The answer must be every line of the records below that contains the word "hits", copied out.

BEGIN MATERIAL PROVIDED

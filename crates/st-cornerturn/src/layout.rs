//! Flattened record layout shared by the emitted kernels and the simulator.

/// `records` logical elements of `lanes` components each, stored flat.
///
/// Register `k` of the lane owning element `n` maps to flattened index
/// `n + k * padded()`, where `padded()` is the group-aligned element count.
/// Indices at or beyond `flat_len()` are padding and are neither read nor
/// written.
#[derive(Clone, Copy, Debug, PartialEq, Eq)]
pub struct RecordLayout {
    pub records: usize,
    pub lanes: usize,
}

impl RecordLayout {
    pub fn new(records: usize, lanes: usize) -> Self {
        debug_assert!(crate::cycles::valid_group(lanes));
        Self { records, lanes }
    }

    /// Group-aligned padded element count (`lanes * ceil(records / lanes)`).
    pub fn padded(&self) -> usize {
        self.lanes * self.records.div_ceil(self.lanes)
    }

    /// Total flattened element count (`records * lanes`).
    pub fn flat_len(&self) -> usize {
        self.records * self.lanes
    }

    /// Number of full lane groups after padding.
    pub fn groups(&self) -> usize {
        self.padded() / self.lanes
    }

    /// Flattened index touched by register `k` of the lane owning element `n`.
    pub fn slot_index(&self, n: usize, k: usize) -> usize {
        n + k * self.padded()
    }

    /// Whether that flattened index holds real data.
    pub fn in_bounds(&self, n: usize, k: usize) -> bool {
        self.slot_index(n, k) < self.flat_len()
    }
}

#[cfg(test)]
mod tests {
    use super::*;

    #[test]
    fn pads_to_the_next_group() {
        let layout = RecordLayout::new(10, 4);
        assert_eq!(layout.padded(), 12);
        assert_eq!(layout.flat_len(), 40);
        assert_eq!(layout.groups(), 3);
    }

    #[test]
    fn multiples_do_not_pad() {
        let layout = RecordLayout::new(8, 4);
        assert_eq!(layout.padded(), 8);
        assert_eq!(layout.groups(), 2);
    }

    #[test]
    fn empty_input_stays_empty() {
        let layout = RecordLayout::new(0, 4);
        assert_eq!(layout.padded(), 0);
        assert_eq!(layout.flat_len(), 0);
        assert_eq!(layout.groups(), 0);
    }

    #[test]
    fn tail_lanes_lose_their_top_registers() {
        // 10 elements in groups of 4: the top register row is flat indices
        // 36..48, truncated at 40, so only lanes 0..=3 keep k = 3. The
        // padding lanes 10 and 11 still carry real data for low k.
        let layout = RecordLayout::new(10, 4);
        assert!(layout.in_bounds(10, 2));
        assert!(!layout.in_bounds(10, 3));
        assert!(layout.in_bounds(11, 2));
        assert!(!layout.in_bounds(11, 3));
        assert!(layout.in_bounds(3, 3));
        assert!(!layout.in_bounds(4, 3));
    }

    #[test]
    fn every_flat_index_is_reachable_exactly_once() {
        let layout = RecordLayout::new(10, 4);
        let mut hits = vec![0usize; layout.flat_len()];
        for n in 0..layout.padded() {
            for k in 0..layout.lanes {
                if layout.in_bounds(n, k) {
                    hits[layout.slot_index(n, k)] += 1;
                }
            }
        }
        assert!(hits.iter().all(|&h| h == 1));
    }

    #[test]
    fn single_lane_layout_is_flat() {
        let layout = RecordLayout::new(7, 1);
        assert_eq!(layout.padded(), 7);
        assert_eq!(layout.slot_index(3, 0), 3);
    }
}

END MATERIAL PROVIDED

→ RESULT OF THE TASK
        let mut hits = vec![0usize; layout.flat_len()];
                    hits[layout.slot_index(n, k)] += 1;
        assert!(hits.iter().all(|&h| h == 1));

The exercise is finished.